Our "trials" in the sense in which James uses the word never cease on this side of death. Or, rather, perhaps I should say that they never cease unless the growth of our moral and spiritual life is arrested. There are some Christian people who seem to live their life without effort.. In past years they may have had their perplexities, their conflicts, their endeavours to rise to a loftier righteousness; but now the necessity for fresh and active energy has passed by; they are moving along a path which lies high up on the mountain-side, but the path seems a level one and they make no ascent. Their habits are fixed. Their conceptions of the ideal of Christian perfection are no larger, no loftier, this year than last. The "commandment" though "exceeding broad," is no broader this year than last. The measures of their actual righteousness are the same, or apparently the same, this year as last. I say "apparently," for it may be doubted whether a stationary condition is really possible. The habits which were formed when their life was all a-glow may remain; but the invisible fires may be gradually sinking. It may seem to them that the path along which they are travelling, though it does not bring them nearer to the summit of the mountain, is a level one; but, perhaps, there is reason to fear a gradual descent.

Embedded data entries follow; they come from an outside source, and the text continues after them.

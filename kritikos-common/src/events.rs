//! Event types and broadcast bus
//!
//! Events are emitted by the analysis pipeline and the IDP aggregator and
//! forwarded to SSE clients. Emission is lossy: nobody listening is normal
//! for batch runs started from the command line.

use chrono::{DateTime, Utc};
use serde::{Deserialize, Serialize};
use tokio::sync::broadcast;
use uuid::Uuid;

/// Kritikos event types
#[derive(Debug, Clone, Serialize, Deserialize, PartialEq)]
#[serde(tag = "type")]
pub enum KritikosEvent {
    /// Batch analysis run accepted and started
    AnalysisRunStarted {
        run_id: Uuid,
        lot_size: usize,
        continuous: bool,
        timestamp: DateTime<Utc>,
    },

    /// One proposal finished the pipeline (persisted or skipped)
    AnalysisItemCompleted {
        run_id: Option<Uuid>,
        proposal_id: i64,
        /// Final stage name (PERSISTED or SKIPPED)
        stage: String,
        is_trivial: Option<bool>,
        par_final: Option<f64>,
        duration_ms: u64,
        timestamp: DateTime<Utc>,
    },

    /// One proposal failed; the run continues
    AnalysisItemFailed {
        run_id: Option<Uuid>,
        proposal_id: i64,
        /// Stage that was executing when the failure happened
        stage: String,
        error: String,
        timestamp: DateTime<Utc>,
    },

    /// A lot of the run finished
    AnalysisLotCompleted {
        run_id: Uuid,
        lot_number: usize,
        processed: usize,
        errors: usize,
        timestamp: DateTime<Utc>,
    },

    /// The run reached a terminal state
    AnalysisRunCompleted {
        run_id: Uuid,
        state: String,
        processed: usize,
        errors: usize,
        duration_seconds: f64,
        timestamp: DateTime<Utc>,
    },

    /// Legislator indices were recomputed
    IdpRecomputed {
        methodology_version: String,
        legislators: usize,
        failures: usize,
        timestamp: DateTime<Utc>,
    },
}

impl KritikosEvent {
    /// Event name used as the SSE `event:` field
    pub fn event_type(&self) -> &'static str {
        match self {
            KritikosEvent::AnalysisRunStarted { .. } => "AnalysisRunStarted",
            KritikosEvent::AnalysisItemCompleted { .. } => "AnalysisItemCompleted",
            KritikosEvent::AnalysisItemFailed { .. } => "AnalysisItemFailed",
            KritikosEvent::AnalysisLotCompleted { .. } => "AnalysisLotCompleted",
            KritikosEvent::AnalysisRunCompleted { .. } => "AnalysisRunCompleted",
            KritikosEvent::IdpRecomputed { .. } => "IdpRecomputed",
        }
    }
}

/// Broadcast bus shared by producers and SSE subscribers
#[derive(Clone)]
pub struct EventBus {
    tx: broadcast::Sender<KritikosEvent>,
    capacity: usize,
}

impl EventBus {
    /// Creates a new EventBus
    ///
    /// `capacity` is the number of events buffered per slow subscriber before
    /// the oldest are dropped for it.
    pub fn new(capacity: usize) -> Self {
        let (tx, _) = broadcast::channel(capacity);
        Self { tx, capacity }
    }

    /// Subscribe to all future events
    pub fn subscribe(&self) -> broadcast::Receiver<KritikosEvent> {
        self.tx.subscribe()
    }

    /// Emit an event to all subscribers
    ///
    /// Returns `Err` if no subscribers are listening.
    #[allow(clippy::result_large_err)]
    pub fn emit(
        &self,
        event: KritikosEvent,
    ) -> Result<usize, broadcast::error::SendError<KritikosEvent>> {
        self.tx.send(event)
    }

    /// Emit an event, ignoring if no subscribers are listening
    pub fn emit_lossy(&self, event: KritikosEvent) {
        let _ = self.tx.send(event);
    }

    /// Current number of active subscribers
    pub fn subscriber_count(&self) -> usize {
        self.tx.receiver_count()
    }

    /// Configured channel capacity
    pub fn capacity(&self) -> usize {
        self.capacity
    }
}

#[cfg(test)]
mod tests {
    use super::*;

    fn lot_event(lot_number: usize) -> KritikosEvent {
        KritikosEvent::AnalysisLotCompleted {
            run_id: Uuid::new_v4(),
            lot_number,
            processed: 10,
            errors: 1,
            timestamp: Utc::now(),
        }
    }

    #[test]
    fn test_emit_without_subscribers_fails_but_lossy_does_not_panic() {
        let bus = EventBus::new(8);
        assert!(bus.emit(lot_event(1)).is_err());
        bus.emit_lossy(lot_event(2));
        assert_eq!(bus.subscriber_count(), 0);
        assert_eq!(bus.capacity(), 8);
    }

    #[tokio::test]
    async fn test_subscriber_receives_events_in_order() {
        let bus = EventBus::new(8);
        let mut rx = bus.subscribe();

        bus.emit(lot_event(1)).unwrap();
        bus.emit(lot_event(2)).unwrap();

        match rx.recv().await.unwrap() {
            KritikosEvent::AnalysisLotCompleted { lot_number, .. } => assert_eq!(lot_number, 1),
            other => panic!("unexpected event {:?}", other),
        }
        match rx.recv().await.unwrap() {
            KritikosEvent::AnalysisLotCompleted { lot_number, .. } => assert_eq!(lot_number, 2),
            other => panic!("unexpected event {:?}", other),
        }
    }

    #[test]
    fn test_event_serializes_with_type_tag() {
        let event = KritikosEvent::IdpRecomputed {
            methodology_version: "1.0".to_string(),
            legislators: 513,
            failures: 0,
            timestamp: Utc::now(),
        };
        let json = serde_json::to_value(&event).unwrap();
        assert_eq!(json["type"], "IdpRecomputed");
        assert_eq!(json["legislators"], 513);
        assert_eq!(event.event_type(), "IdpRecomputed");
    }
}
//! processing_logs audit trail
//!
//! One row per stage execution (or per IDP recomputation) with its status,
//! JSON input/output and timing.

use chrono::{DateTime, Utc};
use kritikos_common::time::to_db_timestamp;
use kritikos_common::{Error, Result};
use serde::Serialize;
use sqlx::SqlitePool;
use uuid::Uuid;

use crate::utils::retry_on_lock;

/// Process kinds recorded in the log
#[derive(Debug, Clone, Copy, PartialEq, Eq, Serialize)]
#[serde(rename_all = "lowercase")]
pub enum ProcessKind {
    Fetch,
    Summary,
    Filter,
    Par,
    Persist,
    Score,
}

impl ProcessKind {
    pub fn as_str(&self) -> &'static str {
        match self {
            ProcessKind::Fetch => "fetch",
            ProcessKind::Summary => "summary",
            ProcessKind::Filter => "filter",
            ProcessKind::Par => "par",
            ProcessKind::Persist => "persist",
            ProcessKind::Score => "score",
        }
    }
}

#[derive(Debug, Clone, Copy, PartialEq, Eq, Serialize)]
#[serde(rename_all = "lowercase")]
pub enum LogStatus {
    Success,
    Error,
    Skipped,
}

impl LogStatus {
    pub fn as_str(&self) -> &'static str {
        match self {
            LogStatus::Success => "success",
            LogStatus::Error => "error",
            LogStatus::Skipped => "skipped",
        }
    }
}

/// One audit row
#[derive(Debug, Clone)]
pub struct LogEntry {
    pub kind: ProcessKind,
    pub status: LogStatus,
    pub run_id: Option<Uuid>,
    pub proposal_id: Option<i64>,
    pub legislator_id: Option<i64>,
    pub message: Option<String>,
    pub input: Option<serde_json::Value>,
    pub output: Option<serde_json::Value>,
    pub started_at: DateTime<Utc>,
    pub finished_at: DateTime<Utc>,
}

impl LogEntry {
    /// Entry for a stage that started at `started_at` and just finished
    pub fn finished(kind: ProcessKind, status: LogStatus, started_at: DateTime<Utc>) -> Self {
        Self {
            kind,
            status,
            run_id: None,
            proposal_id: None,
            legislator_id: None,
            message: None,
            input: None,
            output: None,
            started_at,
            finished_at: kritikos_common::time::now(),
        }
    }

    pub fn proposal(mut self, proposal_id: i64) -> Self {
        self.proposal_id = Some(proposal_id);
        self
    }

    pub fn run(mut self, run_id: Option<Uuid>) -> Self {
        self.run_id = run_id;
        self
    }

    pub fn message(mut self, message: impl Into<String>) -> Self {
        self.message = Some(message.into());
        self
    }

    pub fn input(mut self, input: serde_json::Value) -> Self {
        self.input = Some(input);
        self
    }

    pub fn output(mut self, output: serde_json::Value) -> Self {
        self.output = Some(output);
        self
    }

    pub fn duration_seconds(&self) -> f64 {
        (self.finished_at - self.started_at).num_milliseconds() as f64 / 1000.0
    }
}

/// Append an audit row
pub async fn record(pool: &SqlitePool, entry: &LogEntry, max_wait_ms: u64) -> Result<()> {
    let run_id = entry.run_id.map(|id| id.to_string());
    let input = entry.input.as_ref().map(|v| v.to_string());
    let output = entry.output.as_ref().map(|v| v.to_string());
    let started_at = to_db_timestamp(entry.started_at);
    let finished_at = to_db_timestamp(entry.finished_at);
    let duration = entry.duration_seconds();

    retry_on_lock("record_processing_log", max_wait_ms, || async {
        sqlx::query(
            r#"
            INSERT INTO processing_logs (
                process_kind, run_id, proposal_id, legislator_id, status, message,
                input_data, output_data, started_at, finished_at, duration_seconds
            ) VALUES (?, ?, ?, ?, ?, ?, ?, ?, ?, ?, ?)
            "#,
        )
        .bind(entry.kind.as_str())
        .bind(&run_id)
        .bind(entry.proposal_id)
        .bind(entry.legislator_id)
        .bind(entry.status.as_str())
        .bind(&entry.message)
        .bind(&input)
        .bind(&output)
        .bind(&started_at)
        .bind(&finished_at)
        .bind(duration)
        .execute(pool)
        .await
        .map_err(Error::Database)?;

        Ok(())
    })
    .await
}

/// Count of log rows per (kind, status), optionally since a timestamp
#[derive(Debug, Clone, PartialEq, Serialize)]
pub struct LogCount {
    pub process_kind: String,
    pub status: String,
    pub count: i64,
    pub average_duration_seconds: Option<f64>,
}

pub async fn count_by_kind_and_status(pool: &SqlitePool, since: Option<&str>) -> Result<Vec<LogCount>> {
    let rows: Vec<(String, String, i64, Option<f64>)> = sqlx::query_as(
        r#"
        SELECT process_kind, status, COUNT(*), AVG(duration_seconds)
        FROM processing_logs
        WHERE (? IS NULL OR started_at >= ?)
        GROUP BY process_kind, status
        ORDER BY process_kind, status
        "#,
    )
    .bind(since)
    .bind(since)
    .fetch_all(pool)
    .await?;

    Ok(rows
        .into_iter()
        .map(|(process_kind, status, count, average_duration_seconds)| LogCount {
            process_kind,
            status,
            count,
            average_duration_seconds,
        })
        .collect())
}
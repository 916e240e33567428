//! Settings database operations
//!
//! Typed get/set accessors over the `settings` key-value table. A missing
//! row and a NULL value both read as "not set".

use sqlx::SqlitePool;
use kritikos_common::{Error, Result};

pub const LLM_API_KEY: &str = "llm_api_key";
pub const LLM_MODEL: &str = "llm_model";
pub const LLM_REQUESTS_PER_MINUTE: &str = "llm_requests_per_minute";
pub const LLM_MAX_RETRIES: &str = "llm_max_retries";
pub const PIPELINE_LOT_SIZE: &str = "pipeline_lot_size";
pub const PIPELINE_MAX_LOTS: &str = "pipeline_max_lots";
pub const PIPELINE_ITEM_DELAY_MS: &str = "pipeline_item_delay_ms";
pub const PIPELINE_LOT_PAUSE_MS: &str = "pipeline_lot_pause_ms";
pub const PIPELINE_REANALYSIS_DAYS: &str = "pipeline_reanalysis_days";
pub const PIPELINE_SAVE_LOGS: &str = "pipeline_save_logs";
pub const PIPELINE_MAX_INPUT_CHARS: &str = "pipeline_max_input_chars";
pub const PIPELINE_MAX_ITEM_ATTEMPTS: &str = "pipeline_max_item_attempts";
pub const ANALYSIS_VERSION: &str = "analysis_version";
pub const FETCHER_STORAGE_BASE_URL: &str = "fetcher_storage_base_url";
pub const FETCHER_CAMARA_API_BASE_URL: &str = "fetcher_camara_api_base_url";
pub const DATABASE_MAX_LOCK_WAIT_MS: &str = "database_max_lock_wait_ms";

/// Get the LLM API key
pub async fn get_llm_api_key(db: &SqlitePool) -> Result<Option<String>> {
    get_setting::<String>(db, LLM_API_KEY).await
}

/// Set the LLM API key
pub async fn set_llm_api_key(db: &SqlitePool, key: String) -> Result<()> {
    set_setting(db, LLM_API_KEY, key).await
}

/// Upper bound for retry_on_lock waits
///
/// **Default:** 5000 ms
pub async fn get_max_lock_wait_ms(db: &SqlitePool) -> Result<u64> {
    get_setting(db, DATABASE_MAX_LOCK_WAIT_MS).await.map(|opt| opt.unwrap_or(5000))
}

/// Generic setting getter
pub async fn get_setting<T>(db: &SqlitePool, key: &str) -> Result<Option<T>>
where
    T: std::str::FromStr,
    T::Err: std::fmt::Display,
{
    let value: Option<Option<String>> = sqlx::query_scalar("SELECT value FROM settings WHERE key = ?")
        .bind(key)
        .fetch_optional(db)
        .await
        .map_err(Error::Database)?;

    match value.flatten() {
        Some(value) => {
            let parsed = value
                .trim()
                .parse::<T>()
                .map_err(|e| Error::Config(format!("Parse setting '{}' failed: {}", key, e)))?;
            Ok(Some(parsed))
        }
        None => Ok(None),
    }
}

/// Generic setting setter (upsert)
pub async fn set_setting<T>(db: &SqlitePool, key: &str, value: T) -> Result<()>
where
    T: std::fmt::Display,
{
    sqlx::query(
        "INSERT INTO settings (key, value, updated_at) VALUES (?, ?, CURRENT_TIMESTAMP)
         ON CONFLICT(key) DO UPDATE SET value = excluded.value, updated_at = excluded.updated_at",
    )
    .bind(key)
    .bind(value.to_string())
    .execute(db)
    .await
    .map_err(Error::Database)?;

    Ok(())
}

In any case, it has been justly observed, that "Habit is not necessarily Christian goodness.. Habit is merely the tendency to remain what we are, to go on doing what we have done, to acquire a facility of, operation in given circumstances. Unless a living germ of progress is in you, all that Habit will do for you is to enable you to keep your present status with less effort—that is, to become more and more mechanical."1 For real growth in goodness there must be incessant effort. Day after day we must be reaching forward to something we have not yet attained. The degree of righteousness which we achieved with difficulty a year ago, is achieved with ease to-day; but this imposes on us the obligation to attempt what a year ago was impossible to us.

Life, from first to last, is a perpetual "trial," and the "trial" is perpetually varied. In the school of God there are no vacations. His " mercies are new every morning; " on our part there should be a new depth of trust and a new rapture of praise. We have more to thank Him for to-day than we had yesterday; our thankfulness should be inspired with more intense passion. We are nearer heaven to-day than we were yesterday; our hope should rise to diviner heights, and there should be a more exulting joy in the prospect of going to the blessed home of God. If our environment remains the same, we ourselves have changed; and, with the change in ourselves, our environment becomes a new test of our fidelity to God. We should, therefore, be thankful for long life, and for the discipline—painful as it must sometimes be—which extends from youth to manhood, and from manhood to old age. We should count it all joy that the "temptations," the "trials" of life are "manifold"; for every one of them may add to us some new element of force, some new touch of grace and beauty. The development of Christian righteousness is the Divine end of human life; when we accept that end, its sorrows and its joys alike will have a new aspect and a new meaning. The transitory delights and the transitory sufferings of this mortal condition, will then alike contribute to the wealth of our eternal blessedness, and the splendour of our eternal glory.

 

1) See a profoundly suggestive sermon on Self-Denial, in the remarkable volume by John Hamilton Thom, "Laws of Life after the Mind of Christ."